Step 4: I logged a case with iDCare and while waiting to hear from them read through their Learning Centre https://www.idcare.org/learning-centre to find out what I should be doing. iDCare say that if you suffer Identity Fraud, if it is to be used, it is often within the first 5 days. My automatic email from iDCare mentioned that it could be 3 working days before they got in touch, I decided it was best not to wait to hear from them and after reading their fact sheets on Identity Theft I moved on to making sure no one could access my credit in NZ (well as best you can).
Step 5: I applied for and obtained credit suppression with all 3 of the credit companies in NZ - Equifax, Illion and Centrix. Credit Suppression's originally only last up to 20 working days. To extend these indefinitely you must provide a police report. At the same time, I was provided with credit reports from all 3 companies (you can get 1 free credit report a year from each company). This helped me to see that no one had tried to obtain credit in my name within the last few days.
Step 6: I lodged a report online with the NZ Police
Step 7: I applied for and obtained permanent extensions on my credit suppression's. The police report allowed me to do this.
Step 8: After obtaining permanent credit suppression extensions (you need a drivers licence to get these) I cancelled my drivers licence and obtained a new one.
Overall, I am calling this a great learning experience. It has made me a lot more alert, and our team at work, as I shared this news with them very early on.

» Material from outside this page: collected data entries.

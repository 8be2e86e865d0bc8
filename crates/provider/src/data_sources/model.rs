//! juju_model data source

use async_trait::async_trait;
use tracing::{debug, Span};

use super::{exactly_one_of, DataSource};
use crate::client::ProviderData;
use crate::diag::Diagnostics;
use crate::resources::{client_error, ResourceCommon};
use crate::schema::{Attribute, Block, Schema};
use crate::state::{get_optional_string_attr, make_state, string_value, Value};
use crate::validators;

pub struct ModelDataSource {
    common: ResourceCommon,
}

impl ModelDataSource {
    pub fn new() -> Self {
        Self {
            common: ResourceCommon::new("juju_model"),
        }
    }
}

impl Default for ModelDataSource {
    fn default() -> Self {
        Self::new()
    }
}

#[async_trait]
impl DataSource for ModelDataSource {
    fn type_name(&self) -> &'static str {
        "juju_model"
    }

    fn schema(&self) -> Schema {
        Schema::new(
            Block::new()
                .description("A data source representing a Juju Model.")
                .attribute(
                    Attribute::string("name")
                        .optional()
                        .computed()
                        .description("The name of the model.")
                        .validator(validators::model_name()),
                )
                .attribute(
                    Attribute::string("uuid")
                        .optional()
                        .computed()
                        .description("The UUID of the model.")
                        .validator(validators::model_uuid()),
                )
                .attribute(Attribute::string("owner").computed().description("The owner of the model."))
                .attribute(Attribute::string("type").computed().description("Type of the model."))
                .attribute(Attribute::string("cloud").computed().description("The cloud hosting the model."))
                .attribute(
                    Attribute::string("cloud_region")
                        .computed()
                        .description("The cloud region hosting the model."),
                ),
        )
    }

    fn configure(&mut self, data: &ProviderData) {
        self.common.configure(data);
    }

    fn subsystem(&self) -> &Span {
        self.common.span()
    }

    fn validate_config(&self, config: &Value, diags: &mut Diagnostics) {
        exactly_one_of(config, "name", "uuid", diags);
    }

    async fn read(&self, config: &Value, diags: &mut Diagnostics) -> Option<Value> {
        let client = self.common.client(diags)?;
        let found = match get_optional_string_attr(config, "uuid") {
            Some(uuid) => client.read_model(&uuid).await,
            None => {
                let name = get_optional_string_attr(config, "name").unwrap_or_default();
                client.read_model_by_name(&name).await
            }
        };
        let model = match found {
            Ok(model) => model,
            Err(e) => {
                client_error(diags, "read", "model", &e);
                return None;
            }
        };
        debug!(uuid = %model.uuid, name = %model.name, "found model");
        Some(make_state(vec![
            ("name", string_value(&model.name)),
            ("uuid", string_value(&model.uuid)),
            ("owner", string_value(&model.owner)),
            ("type", string_value(model.model_type.as_str())),
            ("cloud", string_value(&model.cloud)),
            ("cloud_region", string_value(&model.cloud_region)),
        ]))
    }
}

I mean how often do we give our ID and Address Verification to businesses we deal with and do not think twice about how those are being stored? I highly recommend you ask how those companies are going to store your personal information. Do they use a password management software and 2 factor authentication where possible to protect you their client/customer? We have the right to know before giving out this information. And in fact, I highly recommend you do!
You would be amazed how many businesses keep all their passwords in a spreadsheet, a book or use the same one password for everything. It shocks me now but once upon a time (luckily) long before this happened, I used 1 password for all my personal logins - bank, email, social media, and everything else. If a scammer manages to get that 1 password or even 1 of your passwords used in a few different places they can have access to all sorts of information: credit card details, personal details, contact information.
If you are still one of these people using a spreadsheet, book or that 1 password - go get LastPass or one of the other secure password software applications available and update everything. Make it a priority! And if you own a business have a look at how you store client information, who has access to it and all other online processes.